_About this exercise_
Exactly the lines below from the one with "pub fn new(config: &AppConfig)" up to and including the one with "pub fn verify_access(&self, token: &str)" make up the answer, with nothing else added.

(Collected data entries)
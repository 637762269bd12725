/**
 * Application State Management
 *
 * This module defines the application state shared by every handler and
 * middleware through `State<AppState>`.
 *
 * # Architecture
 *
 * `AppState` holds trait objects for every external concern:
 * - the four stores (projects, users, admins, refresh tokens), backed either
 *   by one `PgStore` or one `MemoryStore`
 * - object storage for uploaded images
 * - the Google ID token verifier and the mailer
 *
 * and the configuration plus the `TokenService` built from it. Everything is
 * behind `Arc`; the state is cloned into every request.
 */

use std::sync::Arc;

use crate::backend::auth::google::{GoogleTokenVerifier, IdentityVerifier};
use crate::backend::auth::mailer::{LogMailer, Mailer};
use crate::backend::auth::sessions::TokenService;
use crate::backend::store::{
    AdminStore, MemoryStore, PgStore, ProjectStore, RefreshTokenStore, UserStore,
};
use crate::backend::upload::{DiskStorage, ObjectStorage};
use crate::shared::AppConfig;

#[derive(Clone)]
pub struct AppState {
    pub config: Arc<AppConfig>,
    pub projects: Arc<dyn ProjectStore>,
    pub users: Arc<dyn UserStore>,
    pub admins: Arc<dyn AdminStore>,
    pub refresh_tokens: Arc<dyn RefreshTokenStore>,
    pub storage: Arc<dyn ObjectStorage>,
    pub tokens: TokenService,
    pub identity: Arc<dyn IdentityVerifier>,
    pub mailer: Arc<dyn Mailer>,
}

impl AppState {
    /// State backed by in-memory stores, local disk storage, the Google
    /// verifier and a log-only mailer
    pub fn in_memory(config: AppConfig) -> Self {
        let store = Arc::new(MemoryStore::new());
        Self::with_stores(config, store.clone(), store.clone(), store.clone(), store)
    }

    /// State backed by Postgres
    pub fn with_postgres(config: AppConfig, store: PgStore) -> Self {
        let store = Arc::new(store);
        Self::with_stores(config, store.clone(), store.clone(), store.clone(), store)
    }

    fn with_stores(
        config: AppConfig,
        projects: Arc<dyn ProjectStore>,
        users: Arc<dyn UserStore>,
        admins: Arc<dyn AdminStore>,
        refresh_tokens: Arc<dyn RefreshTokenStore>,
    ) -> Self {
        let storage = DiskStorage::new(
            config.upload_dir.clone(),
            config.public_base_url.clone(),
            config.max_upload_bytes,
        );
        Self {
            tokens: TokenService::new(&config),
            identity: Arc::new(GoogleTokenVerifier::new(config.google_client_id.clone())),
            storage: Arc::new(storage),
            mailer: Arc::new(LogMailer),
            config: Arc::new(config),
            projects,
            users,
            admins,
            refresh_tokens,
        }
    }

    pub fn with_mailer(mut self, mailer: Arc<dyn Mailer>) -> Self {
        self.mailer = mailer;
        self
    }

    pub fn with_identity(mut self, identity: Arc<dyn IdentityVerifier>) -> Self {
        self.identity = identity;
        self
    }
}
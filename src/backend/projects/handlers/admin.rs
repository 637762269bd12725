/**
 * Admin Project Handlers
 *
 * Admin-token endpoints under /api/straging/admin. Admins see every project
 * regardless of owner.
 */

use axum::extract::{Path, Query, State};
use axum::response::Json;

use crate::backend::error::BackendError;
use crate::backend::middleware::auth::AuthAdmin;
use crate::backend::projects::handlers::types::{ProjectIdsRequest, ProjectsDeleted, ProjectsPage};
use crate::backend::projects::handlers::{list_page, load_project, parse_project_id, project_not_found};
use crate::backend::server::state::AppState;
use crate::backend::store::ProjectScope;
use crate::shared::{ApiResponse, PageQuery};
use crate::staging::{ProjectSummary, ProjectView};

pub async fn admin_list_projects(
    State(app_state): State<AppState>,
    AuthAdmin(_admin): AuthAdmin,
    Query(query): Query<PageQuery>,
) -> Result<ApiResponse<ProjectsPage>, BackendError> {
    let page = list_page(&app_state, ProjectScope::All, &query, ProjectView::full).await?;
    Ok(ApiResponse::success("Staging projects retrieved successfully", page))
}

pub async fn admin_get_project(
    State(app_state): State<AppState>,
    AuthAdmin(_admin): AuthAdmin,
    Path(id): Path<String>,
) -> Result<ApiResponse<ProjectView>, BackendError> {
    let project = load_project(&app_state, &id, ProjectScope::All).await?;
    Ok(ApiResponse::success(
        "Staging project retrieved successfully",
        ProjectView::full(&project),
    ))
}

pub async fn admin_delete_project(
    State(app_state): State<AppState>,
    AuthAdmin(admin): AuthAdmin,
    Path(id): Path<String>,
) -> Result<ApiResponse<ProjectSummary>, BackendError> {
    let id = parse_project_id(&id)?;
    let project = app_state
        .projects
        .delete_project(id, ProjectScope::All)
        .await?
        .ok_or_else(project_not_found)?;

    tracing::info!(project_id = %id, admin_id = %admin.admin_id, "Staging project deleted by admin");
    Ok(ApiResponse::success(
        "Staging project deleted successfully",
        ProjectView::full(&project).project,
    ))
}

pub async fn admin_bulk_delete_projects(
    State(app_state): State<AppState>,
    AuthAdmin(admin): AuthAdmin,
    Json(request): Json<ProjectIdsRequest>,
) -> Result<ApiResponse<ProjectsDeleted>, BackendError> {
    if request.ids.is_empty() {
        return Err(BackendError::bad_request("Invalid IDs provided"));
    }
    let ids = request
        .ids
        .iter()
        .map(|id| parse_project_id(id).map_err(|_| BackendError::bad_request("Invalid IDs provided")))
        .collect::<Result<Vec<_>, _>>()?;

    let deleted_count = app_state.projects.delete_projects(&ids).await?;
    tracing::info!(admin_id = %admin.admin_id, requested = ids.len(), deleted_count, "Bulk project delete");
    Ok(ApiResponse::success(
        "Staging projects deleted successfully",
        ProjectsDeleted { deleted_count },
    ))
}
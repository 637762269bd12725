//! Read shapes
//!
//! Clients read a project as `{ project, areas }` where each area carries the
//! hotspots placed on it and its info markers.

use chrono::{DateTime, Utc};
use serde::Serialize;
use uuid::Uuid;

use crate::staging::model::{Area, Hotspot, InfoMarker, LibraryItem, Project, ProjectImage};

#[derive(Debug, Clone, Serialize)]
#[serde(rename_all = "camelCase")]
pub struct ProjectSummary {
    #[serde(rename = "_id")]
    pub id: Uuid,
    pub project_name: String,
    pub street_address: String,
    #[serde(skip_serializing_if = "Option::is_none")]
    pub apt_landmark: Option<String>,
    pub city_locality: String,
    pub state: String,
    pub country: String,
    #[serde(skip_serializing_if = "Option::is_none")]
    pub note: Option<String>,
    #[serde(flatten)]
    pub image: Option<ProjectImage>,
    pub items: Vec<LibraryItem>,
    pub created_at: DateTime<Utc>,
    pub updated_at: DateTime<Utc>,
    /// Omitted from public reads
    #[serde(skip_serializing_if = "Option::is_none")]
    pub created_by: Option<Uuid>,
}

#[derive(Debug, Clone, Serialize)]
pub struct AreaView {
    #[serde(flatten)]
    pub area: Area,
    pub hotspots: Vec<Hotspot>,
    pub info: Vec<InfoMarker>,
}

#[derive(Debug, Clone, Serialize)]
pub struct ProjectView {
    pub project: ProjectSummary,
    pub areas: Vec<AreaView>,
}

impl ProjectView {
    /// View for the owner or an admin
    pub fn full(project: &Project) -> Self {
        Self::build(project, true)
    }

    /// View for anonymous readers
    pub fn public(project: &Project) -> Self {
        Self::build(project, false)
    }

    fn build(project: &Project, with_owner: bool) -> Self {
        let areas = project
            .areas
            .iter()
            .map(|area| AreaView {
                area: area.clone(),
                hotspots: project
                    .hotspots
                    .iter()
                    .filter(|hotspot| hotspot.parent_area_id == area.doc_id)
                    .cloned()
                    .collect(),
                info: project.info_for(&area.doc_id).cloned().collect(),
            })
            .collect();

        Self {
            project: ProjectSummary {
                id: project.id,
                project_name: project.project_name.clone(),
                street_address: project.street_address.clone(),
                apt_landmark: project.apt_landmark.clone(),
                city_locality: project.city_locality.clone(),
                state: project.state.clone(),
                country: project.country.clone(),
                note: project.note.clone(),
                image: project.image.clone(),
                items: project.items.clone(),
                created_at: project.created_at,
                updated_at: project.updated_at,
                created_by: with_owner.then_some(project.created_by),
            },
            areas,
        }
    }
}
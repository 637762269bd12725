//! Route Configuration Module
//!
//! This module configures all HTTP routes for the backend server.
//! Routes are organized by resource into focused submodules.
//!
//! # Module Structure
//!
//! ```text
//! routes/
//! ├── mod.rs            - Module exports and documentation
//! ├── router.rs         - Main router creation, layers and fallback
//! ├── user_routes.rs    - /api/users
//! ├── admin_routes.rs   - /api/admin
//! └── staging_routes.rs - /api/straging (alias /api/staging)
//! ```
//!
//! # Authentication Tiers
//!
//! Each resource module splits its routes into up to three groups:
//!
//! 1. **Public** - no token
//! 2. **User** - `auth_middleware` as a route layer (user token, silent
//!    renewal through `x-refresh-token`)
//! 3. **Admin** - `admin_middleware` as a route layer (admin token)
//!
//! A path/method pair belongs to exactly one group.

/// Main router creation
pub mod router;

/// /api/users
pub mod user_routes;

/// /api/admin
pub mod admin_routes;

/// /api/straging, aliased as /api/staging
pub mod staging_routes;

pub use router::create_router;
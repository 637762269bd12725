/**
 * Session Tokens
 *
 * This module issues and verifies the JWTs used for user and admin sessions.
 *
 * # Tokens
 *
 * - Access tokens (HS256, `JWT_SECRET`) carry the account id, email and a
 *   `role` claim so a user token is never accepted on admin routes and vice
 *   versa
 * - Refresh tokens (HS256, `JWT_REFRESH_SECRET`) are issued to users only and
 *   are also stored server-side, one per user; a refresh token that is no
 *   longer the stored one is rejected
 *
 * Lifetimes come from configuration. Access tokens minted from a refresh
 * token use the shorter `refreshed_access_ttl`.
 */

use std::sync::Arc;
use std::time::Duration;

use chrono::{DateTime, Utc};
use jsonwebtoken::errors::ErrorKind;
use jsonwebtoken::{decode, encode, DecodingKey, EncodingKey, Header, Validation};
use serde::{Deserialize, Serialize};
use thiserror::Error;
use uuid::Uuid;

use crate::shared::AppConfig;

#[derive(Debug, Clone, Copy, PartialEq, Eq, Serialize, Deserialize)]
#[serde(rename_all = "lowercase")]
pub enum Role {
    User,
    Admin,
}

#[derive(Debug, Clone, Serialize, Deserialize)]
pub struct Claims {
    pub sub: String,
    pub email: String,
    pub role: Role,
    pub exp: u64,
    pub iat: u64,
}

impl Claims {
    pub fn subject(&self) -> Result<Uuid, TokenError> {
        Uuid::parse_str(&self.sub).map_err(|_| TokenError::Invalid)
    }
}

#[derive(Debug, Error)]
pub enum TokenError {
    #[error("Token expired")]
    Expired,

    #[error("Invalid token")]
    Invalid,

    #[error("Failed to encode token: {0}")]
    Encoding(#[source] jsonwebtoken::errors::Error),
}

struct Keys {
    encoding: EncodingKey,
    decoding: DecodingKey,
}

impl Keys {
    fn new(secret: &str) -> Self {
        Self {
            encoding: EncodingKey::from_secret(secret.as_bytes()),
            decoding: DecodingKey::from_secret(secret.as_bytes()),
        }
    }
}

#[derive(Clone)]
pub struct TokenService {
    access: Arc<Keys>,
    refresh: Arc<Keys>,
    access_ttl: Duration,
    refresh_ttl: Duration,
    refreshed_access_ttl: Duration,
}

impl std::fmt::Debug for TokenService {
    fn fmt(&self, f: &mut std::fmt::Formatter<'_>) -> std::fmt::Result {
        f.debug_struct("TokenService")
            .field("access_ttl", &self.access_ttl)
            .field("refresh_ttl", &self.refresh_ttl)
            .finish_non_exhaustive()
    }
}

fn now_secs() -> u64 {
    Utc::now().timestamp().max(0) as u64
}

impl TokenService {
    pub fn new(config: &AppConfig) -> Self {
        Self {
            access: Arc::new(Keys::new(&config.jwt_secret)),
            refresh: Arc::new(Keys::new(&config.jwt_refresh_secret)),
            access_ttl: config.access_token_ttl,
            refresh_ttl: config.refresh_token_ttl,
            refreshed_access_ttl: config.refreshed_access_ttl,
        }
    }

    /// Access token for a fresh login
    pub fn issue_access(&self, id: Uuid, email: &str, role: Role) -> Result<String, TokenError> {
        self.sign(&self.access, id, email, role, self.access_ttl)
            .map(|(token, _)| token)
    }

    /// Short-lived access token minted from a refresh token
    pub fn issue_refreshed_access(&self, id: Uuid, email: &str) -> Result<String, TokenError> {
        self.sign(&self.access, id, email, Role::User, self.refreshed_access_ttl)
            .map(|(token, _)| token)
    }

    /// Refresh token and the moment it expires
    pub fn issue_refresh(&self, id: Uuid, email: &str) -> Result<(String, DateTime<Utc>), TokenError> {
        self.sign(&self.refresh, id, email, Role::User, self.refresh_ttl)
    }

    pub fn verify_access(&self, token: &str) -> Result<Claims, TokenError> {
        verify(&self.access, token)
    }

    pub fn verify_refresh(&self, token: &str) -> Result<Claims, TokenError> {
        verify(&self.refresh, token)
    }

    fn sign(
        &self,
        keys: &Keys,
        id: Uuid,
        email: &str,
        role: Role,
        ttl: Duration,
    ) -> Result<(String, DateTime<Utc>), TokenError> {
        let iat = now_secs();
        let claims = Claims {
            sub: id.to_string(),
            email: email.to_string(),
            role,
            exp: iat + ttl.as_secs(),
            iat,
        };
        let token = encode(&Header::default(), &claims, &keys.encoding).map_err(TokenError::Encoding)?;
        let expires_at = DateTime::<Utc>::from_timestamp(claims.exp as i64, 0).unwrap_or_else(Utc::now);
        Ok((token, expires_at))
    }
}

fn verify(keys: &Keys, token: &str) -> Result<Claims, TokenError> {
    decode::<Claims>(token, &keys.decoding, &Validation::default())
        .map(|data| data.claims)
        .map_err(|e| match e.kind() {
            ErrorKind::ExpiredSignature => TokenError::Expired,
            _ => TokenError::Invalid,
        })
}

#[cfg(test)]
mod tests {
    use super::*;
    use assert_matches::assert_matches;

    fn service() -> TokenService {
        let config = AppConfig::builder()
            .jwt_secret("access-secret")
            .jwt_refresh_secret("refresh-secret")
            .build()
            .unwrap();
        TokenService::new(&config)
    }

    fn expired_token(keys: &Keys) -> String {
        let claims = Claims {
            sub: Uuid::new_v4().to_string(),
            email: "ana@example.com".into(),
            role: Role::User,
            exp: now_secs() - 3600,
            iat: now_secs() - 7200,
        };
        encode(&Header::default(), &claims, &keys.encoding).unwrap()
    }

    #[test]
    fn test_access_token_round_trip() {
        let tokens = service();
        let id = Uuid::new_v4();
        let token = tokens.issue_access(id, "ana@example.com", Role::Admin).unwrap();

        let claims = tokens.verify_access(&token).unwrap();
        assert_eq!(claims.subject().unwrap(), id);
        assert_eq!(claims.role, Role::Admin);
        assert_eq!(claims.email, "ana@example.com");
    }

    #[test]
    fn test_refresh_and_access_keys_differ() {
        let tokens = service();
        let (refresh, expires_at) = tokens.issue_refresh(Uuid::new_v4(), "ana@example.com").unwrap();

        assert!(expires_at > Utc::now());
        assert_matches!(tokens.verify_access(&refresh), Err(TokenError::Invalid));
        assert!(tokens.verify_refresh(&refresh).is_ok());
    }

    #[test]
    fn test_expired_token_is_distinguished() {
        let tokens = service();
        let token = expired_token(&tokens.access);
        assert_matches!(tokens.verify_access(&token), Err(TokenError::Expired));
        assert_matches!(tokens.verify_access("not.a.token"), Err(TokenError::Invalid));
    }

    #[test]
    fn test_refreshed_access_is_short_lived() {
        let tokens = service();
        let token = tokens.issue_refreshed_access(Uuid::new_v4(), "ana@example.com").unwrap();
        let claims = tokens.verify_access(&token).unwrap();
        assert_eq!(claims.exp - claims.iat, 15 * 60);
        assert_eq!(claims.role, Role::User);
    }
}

_Solution below_
    pub fn new(config: &AppConfig) -> Self {
        Self {
            access: Arc::new(Keys::new(&config.jwt_secret)),
            refresh: Arc::new(Keys::new(&config.jwt_refresh_secret)),
            access_ttl: config.access_token_ttl,
            refresh_ttl: config.refresh_token_ttl,
            refreshed_access_ttl: config.refreshed_access_ttl,
        }
    }

    /// Access token for a fresh login
    pub fn issue_access(&self, id: Uuid, email: &str, role: Role) -> Result<String, TokenError> {
        self.sign(&self.access, id, email, role, self.access_ttl)
            .map(|(token, _)| token)
    }

    /// Short-lived access token minted from a refresh token
    pub fn issue_refreshed_access(&self, id: Uuid, email: &str) -> Result<String, TokenError> {
        self.sign(&self.access, id, email, Role::User, self.refreshed_access_ttl)
            .map(|(token, _)| token)
    }

    /// Refresh token and the moment it expires
    pub fn issue_refresh(&self, id: Uuid, email: &str) -> Result<(String, DateTime<Utc>), TokenError> {
        self.sign(&self.refresh, id, email, Role::User, self.refresh_ttl)
    }

    pub fn verify_access(&self, token: &str) -> Result<Claims, TokenError> {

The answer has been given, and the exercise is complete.